(Excerpts from a dataset)
□ □ □ □
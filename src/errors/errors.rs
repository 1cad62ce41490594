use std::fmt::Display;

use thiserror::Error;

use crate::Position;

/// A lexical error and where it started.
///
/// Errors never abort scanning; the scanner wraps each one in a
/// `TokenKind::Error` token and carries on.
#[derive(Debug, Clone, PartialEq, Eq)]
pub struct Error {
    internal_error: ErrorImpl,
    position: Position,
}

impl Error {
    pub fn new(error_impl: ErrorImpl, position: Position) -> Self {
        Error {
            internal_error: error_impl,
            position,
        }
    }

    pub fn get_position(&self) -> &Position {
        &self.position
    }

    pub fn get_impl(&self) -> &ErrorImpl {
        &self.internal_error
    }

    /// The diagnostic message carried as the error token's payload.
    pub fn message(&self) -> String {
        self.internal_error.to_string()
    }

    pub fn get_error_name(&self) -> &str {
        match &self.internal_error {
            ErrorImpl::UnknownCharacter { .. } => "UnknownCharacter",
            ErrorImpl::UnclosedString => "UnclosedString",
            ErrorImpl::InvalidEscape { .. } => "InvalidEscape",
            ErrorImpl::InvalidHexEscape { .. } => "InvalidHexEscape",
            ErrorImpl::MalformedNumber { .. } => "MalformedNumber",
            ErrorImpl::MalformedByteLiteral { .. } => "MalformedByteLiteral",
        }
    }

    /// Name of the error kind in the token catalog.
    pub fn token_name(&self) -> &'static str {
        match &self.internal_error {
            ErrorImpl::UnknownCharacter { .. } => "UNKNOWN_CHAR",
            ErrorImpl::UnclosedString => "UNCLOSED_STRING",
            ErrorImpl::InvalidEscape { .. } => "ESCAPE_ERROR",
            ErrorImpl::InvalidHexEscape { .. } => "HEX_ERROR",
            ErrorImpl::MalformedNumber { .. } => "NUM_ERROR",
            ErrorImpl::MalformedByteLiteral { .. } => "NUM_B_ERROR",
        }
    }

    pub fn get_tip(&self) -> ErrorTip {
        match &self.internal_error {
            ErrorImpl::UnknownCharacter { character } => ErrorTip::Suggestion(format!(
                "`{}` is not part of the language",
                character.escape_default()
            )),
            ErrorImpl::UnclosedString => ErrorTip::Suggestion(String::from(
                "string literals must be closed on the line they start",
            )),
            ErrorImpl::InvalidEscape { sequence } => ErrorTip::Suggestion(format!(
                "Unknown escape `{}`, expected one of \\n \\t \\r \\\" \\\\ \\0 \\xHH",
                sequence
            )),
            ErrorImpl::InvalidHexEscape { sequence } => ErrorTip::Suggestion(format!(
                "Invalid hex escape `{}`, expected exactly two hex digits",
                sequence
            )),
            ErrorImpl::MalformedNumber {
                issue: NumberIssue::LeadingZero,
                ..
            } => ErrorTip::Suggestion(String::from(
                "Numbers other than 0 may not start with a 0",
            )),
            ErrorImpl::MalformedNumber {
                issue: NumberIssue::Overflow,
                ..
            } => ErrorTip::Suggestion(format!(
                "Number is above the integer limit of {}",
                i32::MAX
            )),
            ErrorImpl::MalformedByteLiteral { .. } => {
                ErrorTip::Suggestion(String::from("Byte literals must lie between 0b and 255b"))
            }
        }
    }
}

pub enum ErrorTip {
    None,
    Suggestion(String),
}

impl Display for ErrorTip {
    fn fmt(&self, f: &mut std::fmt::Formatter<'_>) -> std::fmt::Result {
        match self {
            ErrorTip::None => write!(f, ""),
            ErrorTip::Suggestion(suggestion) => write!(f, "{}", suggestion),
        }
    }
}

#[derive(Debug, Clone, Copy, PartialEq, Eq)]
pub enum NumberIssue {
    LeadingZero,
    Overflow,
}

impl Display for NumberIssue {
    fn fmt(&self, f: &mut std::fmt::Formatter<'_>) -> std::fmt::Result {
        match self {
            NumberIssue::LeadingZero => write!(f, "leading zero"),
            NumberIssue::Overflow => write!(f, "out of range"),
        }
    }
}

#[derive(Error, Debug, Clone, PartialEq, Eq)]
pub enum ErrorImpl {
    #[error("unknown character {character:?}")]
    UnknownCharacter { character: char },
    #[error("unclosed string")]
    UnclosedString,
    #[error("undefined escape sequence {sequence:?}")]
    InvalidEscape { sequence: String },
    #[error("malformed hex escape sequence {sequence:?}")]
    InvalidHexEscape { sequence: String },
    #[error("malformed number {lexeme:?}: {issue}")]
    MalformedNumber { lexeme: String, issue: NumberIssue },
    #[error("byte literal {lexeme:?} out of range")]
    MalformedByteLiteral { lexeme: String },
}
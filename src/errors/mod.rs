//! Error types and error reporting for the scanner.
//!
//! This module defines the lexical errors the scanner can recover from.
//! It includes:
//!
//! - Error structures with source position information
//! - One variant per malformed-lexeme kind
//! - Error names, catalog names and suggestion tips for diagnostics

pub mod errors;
□ □ □ □
■ How to complete this task
Check each line of the records for the string "filename" and copy those that have it.

■ Your solution
filename src/errors/errors.rs
filename src/errors/mod.rs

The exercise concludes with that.